- WHAT THIS TASK INVOLVES: Give the number of lines in the records below that include the word "eprintln", and add nothing to it.

START DATA RECORDS

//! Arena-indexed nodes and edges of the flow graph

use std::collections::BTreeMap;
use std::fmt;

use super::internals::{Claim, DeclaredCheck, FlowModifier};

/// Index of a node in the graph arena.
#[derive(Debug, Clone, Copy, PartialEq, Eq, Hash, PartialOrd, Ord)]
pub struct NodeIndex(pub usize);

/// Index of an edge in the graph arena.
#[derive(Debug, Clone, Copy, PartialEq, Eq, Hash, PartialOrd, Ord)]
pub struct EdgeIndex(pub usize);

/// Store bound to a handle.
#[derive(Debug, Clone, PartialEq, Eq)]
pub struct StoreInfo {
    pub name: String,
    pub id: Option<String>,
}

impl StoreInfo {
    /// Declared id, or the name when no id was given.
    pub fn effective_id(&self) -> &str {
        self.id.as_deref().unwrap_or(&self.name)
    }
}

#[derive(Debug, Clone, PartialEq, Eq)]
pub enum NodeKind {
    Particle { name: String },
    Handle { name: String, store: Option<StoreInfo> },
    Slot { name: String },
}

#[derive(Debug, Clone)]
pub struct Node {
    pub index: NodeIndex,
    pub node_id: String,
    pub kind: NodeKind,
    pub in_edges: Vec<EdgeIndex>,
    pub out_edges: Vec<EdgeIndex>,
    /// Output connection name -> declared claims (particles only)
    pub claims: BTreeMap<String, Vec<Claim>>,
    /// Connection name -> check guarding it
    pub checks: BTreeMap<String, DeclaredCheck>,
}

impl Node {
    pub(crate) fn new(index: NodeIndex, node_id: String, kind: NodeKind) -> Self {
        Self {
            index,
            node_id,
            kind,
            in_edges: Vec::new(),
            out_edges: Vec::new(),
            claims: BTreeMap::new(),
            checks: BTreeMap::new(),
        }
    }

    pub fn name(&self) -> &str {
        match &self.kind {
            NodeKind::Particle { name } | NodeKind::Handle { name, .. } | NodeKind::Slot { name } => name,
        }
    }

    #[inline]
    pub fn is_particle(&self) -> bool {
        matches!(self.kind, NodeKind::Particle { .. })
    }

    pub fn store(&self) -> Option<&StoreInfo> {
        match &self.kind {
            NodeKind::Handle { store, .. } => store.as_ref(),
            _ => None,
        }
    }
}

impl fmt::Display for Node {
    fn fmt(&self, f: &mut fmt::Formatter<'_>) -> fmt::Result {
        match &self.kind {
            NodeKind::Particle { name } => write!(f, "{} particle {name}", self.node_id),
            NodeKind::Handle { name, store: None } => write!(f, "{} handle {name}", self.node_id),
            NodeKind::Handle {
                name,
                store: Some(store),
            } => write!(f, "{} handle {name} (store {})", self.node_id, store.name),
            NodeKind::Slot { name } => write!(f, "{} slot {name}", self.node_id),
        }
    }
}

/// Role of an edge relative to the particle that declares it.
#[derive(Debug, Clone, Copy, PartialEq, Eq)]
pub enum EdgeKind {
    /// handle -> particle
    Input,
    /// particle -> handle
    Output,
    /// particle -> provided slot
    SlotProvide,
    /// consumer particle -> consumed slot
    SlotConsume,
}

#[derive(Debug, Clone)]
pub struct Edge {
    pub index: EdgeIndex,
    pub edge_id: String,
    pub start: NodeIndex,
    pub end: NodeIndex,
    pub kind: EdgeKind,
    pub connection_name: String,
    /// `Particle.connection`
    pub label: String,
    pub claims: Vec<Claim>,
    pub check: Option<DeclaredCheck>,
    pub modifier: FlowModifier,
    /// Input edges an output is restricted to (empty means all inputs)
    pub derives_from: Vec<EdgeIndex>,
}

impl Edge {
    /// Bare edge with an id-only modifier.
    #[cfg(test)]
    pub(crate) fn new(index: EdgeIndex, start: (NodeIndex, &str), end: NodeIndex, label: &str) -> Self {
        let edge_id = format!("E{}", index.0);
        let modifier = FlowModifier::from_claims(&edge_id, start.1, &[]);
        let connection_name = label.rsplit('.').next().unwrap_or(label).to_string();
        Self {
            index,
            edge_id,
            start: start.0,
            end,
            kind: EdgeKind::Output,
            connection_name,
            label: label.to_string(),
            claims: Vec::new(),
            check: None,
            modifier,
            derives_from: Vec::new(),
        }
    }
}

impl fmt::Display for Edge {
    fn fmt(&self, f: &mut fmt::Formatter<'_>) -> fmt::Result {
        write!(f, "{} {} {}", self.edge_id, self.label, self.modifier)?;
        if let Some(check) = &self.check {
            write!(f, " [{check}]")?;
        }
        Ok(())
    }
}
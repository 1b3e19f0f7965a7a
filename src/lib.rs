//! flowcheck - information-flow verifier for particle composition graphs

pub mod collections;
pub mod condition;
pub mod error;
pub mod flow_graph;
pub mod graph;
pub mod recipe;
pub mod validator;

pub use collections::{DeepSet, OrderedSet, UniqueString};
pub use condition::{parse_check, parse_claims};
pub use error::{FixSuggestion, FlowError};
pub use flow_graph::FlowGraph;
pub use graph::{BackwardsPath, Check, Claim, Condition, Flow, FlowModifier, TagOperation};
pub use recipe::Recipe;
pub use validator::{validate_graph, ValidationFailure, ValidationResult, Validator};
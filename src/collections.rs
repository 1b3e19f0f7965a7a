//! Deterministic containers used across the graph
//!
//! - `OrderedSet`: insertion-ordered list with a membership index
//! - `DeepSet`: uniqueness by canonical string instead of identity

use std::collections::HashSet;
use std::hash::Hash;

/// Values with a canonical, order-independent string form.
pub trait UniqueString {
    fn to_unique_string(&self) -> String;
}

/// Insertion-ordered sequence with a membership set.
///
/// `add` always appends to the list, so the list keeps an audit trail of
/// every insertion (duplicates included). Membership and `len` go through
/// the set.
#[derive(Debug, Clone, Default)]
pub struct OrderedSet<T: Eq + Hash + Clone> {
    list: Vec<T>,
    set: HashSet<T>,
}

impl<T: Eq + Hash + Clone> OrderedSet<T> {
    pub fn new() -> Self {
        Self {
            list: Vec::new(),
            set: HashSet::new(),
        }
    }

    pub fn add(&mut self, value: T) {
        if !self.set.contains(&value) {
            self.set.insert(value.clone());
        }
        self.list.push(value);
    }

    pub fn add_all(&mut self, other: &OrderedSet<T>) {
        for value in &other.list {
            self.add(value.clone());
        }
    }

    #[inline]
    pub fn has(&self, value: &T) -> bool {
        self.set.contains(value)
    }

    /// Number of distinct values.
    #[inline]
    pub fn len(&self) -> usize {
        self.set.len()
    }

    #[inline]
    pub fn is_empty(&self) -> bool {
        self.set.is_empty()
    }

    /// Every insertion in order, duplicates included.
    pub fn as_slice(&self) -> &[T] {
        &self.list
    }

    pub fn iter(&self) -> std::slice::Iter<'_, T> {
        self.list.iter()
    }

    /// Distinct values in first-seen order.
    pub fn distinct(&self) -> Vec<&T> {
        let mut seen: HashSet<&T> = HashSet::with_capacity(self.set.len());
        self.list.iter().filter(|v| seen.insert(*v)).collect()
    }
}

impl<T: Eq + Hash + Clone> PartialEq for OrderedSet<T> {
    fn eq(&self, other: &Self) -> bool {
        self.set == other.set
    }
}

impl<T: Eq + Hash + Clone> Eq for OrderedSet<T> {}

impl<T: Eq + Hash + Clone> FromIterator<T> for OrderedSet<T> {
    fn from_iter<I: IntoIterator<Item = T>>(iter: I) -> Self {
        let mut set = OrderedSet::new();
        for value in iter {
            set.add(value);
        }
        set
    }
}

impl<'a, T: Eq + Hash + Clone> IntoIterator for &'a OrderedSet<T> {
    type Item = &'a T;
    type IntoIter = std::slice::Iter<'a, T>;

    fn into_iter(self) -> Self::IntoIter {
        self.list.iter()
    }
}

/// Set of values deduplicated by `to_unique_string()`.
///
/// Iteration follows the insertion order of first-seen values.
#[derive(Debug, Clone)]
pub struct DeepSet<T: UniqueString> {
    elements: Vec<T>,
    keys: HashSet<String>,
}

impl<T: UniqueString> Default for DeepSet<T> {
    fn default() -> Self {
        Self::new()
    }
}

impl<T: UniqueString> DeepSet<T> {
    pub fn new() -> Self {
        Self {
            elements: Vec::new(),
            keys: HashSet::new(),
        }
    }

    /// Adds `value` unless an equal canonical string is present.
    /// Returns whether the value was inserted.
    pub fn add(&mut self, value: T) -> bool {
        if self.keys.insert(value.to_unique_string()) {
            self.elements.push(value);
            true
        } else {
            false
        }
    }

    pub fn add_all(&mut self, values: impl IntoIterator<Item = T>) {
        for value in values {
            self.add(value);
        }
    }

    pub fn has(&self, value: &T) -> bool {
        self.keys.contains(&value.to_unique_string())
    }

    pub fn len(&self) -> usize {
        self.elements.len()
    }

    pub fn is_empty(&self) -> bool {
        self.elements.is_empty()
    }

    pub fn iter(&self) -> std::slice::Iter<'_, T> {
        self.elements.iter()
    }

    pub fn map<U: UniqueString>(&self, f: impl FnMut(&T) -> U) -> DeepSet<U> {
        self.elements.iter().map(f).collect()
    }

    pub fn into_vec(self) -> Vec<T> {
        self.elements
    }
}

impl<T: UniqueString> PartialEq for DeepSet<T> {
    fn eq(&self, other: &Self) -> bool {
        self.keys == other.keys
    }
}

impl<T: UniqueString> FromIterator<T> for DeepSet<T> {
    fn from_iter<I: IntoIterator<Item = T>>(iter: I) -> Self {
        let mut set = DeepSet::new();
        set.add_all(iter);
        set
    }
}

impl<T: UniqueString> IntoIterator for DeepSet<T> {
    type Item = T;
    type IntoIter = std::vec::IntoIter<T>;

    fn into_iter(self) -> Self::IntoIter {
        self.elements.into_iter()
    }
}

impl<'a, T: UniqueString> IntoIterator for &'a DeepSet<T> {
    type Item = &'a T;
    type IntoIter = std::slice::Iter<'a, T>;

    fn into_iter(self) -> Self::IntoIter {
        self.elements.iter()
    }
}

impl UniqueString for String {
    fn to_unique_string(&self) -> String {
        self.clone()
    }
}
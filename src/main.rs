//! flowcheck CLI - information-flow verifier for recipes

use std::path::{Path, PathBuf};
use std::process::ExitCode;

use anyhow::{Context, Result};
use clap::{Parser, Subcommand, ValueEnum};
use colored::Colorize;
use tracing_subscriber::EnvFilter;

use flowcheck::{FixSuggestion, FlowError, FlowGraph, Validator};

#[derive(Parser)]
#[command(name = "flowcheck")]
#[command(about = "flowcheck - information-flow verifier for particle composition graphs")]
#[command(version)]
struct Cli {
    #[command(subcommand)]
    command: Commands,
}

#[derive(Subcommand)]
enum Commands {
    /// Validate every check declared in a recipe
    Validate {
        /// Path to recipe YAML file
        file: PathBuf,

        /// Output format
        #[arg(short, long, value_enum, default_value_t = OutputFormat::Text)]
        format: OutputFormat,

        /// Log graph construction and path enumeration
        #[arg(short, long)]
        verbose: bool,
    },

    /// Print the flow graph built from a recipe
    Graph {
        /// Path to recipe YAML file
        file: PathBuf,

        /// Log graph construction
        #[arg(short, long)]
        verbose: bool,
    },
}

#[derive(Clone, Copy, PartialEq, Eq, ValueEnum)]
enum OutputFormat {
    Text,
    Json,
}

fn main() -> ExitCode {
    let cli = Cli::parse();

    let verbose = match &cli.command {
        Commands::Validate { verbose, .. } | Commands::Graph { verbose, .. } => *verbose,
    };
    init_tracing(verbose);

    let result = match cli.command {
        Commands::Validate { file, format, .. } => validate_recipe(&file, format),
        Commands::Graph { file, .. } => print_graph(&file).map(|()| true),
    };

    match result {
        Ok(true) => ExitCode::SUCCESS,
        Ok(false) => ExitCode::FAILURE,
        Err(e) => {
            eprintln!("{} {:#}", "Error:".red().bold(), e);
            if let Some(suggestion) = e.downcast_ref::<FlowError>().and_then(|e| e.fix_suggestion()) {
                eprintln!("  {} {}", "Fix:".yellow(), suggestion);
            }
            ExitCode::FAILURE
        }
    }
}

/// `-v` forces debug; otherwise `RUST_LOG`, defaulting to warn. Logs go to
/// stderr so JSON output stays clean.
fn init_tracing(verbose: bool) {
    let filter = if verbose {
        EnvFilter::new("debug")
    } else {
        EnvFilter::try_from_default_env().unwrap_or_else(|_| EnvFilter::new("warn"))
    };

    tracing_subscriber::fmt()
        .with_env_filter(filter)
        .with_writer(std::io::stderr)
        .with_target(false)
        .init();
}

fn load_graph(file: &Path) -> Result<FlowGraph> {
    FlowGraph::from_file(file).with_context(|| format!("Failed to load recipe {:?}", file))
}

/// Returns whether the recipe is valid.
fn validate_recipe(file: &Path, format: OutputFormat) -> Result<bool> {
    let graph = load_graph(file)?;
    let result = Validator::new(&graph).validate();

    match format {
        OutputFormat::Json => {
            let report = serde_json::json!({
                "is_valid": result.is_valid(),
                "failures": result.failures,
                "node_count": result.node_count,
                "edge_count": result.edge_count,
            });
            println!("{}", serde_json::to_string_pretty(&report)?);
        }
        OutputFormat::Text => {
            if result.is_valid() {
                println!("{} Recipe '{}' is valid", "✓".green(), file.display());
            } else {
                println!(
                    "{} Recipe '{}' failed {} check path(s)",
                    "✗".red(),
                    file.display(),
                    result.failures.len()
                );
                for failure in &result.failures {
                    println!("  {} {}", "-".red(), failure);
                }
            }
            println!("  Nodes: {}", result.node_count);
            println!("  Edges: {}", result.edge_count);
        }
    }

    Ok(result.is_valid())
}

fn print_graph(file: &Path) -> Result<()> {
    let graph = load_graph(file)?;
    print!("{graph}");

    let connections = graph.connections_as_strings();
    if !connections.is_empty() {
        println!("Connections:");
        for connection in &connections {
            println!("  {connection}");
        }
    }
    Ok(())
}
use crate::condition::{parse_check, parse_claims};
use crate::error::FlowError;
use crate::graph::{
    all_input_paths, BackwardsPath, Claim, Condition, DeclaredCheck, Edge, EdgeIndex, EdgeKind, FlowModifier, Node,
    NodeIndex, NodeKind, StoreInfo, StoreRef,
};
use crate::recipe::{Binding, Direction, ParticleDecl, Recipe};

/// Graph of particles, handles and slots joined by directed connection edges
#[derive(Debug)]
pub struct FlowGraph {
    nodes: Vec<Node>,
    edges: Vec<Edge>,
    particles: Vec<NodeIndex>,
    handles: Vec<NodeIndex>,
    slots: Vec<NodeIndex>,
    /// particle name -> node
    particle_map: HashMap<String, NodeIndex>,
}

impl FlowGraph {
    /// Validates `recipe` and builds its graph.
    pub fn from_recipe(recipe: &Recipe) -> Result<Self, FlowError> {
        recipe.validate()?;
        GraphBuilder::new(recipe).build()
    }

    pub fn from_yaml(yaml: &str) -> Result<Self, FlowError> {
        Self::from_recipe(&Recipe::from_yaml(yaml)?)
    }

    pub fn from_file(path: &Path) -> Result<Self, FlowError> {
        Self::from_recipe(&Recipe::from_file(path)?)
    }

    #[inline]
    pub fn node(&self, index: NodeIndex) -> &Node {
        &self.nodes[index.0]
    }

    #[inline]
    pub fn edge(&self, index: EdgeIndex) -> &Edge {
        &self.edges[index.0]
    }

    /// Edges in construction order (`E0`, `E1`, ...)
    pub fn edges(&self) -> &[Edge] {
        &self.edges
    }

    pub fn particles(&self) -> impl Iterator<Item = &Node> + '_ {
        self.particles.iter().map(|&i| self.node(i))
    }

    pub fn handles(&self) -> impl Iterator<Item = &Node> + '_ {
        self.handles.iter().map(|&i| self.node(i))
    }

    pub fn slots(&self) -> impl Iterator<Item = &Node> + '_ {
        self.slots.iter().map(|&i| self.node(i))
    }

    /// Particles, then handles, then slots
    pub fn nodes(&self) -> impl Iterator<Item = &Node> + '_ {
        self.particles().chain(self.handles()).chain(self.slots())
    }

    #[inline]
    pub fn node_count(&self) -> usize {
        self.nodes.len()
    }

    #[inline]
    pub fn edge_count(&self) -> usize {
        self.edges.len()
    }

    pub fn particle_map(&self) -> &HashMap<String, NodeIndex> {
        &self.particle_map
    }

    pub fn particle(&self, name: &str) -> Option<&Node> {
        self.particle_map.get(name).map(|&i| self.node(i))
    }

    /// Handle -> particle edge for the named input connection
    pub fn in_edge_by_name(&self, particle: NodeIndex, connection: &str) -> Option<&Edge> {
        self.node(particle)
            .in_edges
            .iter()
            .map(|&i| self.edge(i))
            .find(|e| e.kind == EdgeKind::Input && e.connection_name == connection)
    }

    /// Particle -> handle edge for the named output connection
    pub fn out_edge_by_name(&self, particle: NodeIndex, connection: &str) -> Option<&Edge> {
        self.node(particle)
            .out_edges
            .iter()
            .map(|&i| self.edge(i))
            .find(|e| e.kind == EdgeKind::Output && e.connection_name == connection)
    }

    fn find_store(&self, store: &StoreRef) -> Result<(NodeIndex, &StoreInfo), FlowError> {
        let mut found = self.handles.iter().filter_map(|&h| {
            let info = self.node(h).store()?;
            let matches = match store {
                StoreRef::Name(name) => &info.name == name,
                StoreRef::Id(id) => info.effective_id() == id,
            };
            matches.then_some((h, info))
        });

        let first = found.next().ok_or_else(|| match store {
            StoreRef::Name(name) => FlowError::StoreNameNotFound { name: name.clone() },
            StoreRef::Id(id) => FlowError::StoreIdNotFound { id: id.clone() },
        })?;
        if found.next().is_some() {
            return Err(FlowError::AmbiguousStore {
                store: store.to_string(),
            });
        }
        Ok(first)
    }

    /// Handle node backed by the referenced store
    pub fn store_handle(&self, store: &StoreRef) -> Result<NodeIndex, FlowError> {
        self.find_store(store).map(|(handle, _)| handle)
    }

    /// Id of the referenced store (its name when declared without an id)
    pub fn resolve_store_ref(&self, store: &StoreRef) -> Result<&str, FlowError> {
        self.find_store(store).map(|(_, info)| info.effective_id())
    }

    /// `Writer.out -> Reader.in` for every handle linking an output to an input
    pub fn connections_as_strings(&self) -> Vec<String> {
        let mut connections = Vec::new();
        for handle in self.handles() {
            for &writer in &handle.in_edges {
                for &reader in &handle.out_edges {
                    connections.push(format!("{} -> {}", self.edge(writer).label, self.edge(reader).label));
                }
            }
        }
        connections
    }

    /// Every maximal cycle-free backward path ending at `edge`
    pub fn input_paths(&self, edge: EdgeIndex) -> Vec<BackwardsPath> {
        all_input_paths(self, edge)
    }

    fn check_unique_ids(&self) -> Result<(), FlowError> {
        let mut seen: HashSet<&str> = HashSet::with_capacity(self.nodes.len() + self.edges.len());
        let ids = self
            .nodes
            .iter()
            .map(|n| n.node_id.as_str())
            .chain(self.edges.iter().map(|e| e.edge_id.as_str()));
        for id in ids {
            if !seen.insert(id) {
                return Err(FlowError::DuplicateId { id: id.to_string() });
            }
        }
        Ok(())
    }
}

END DATA RECORDS

- ANSWER: 2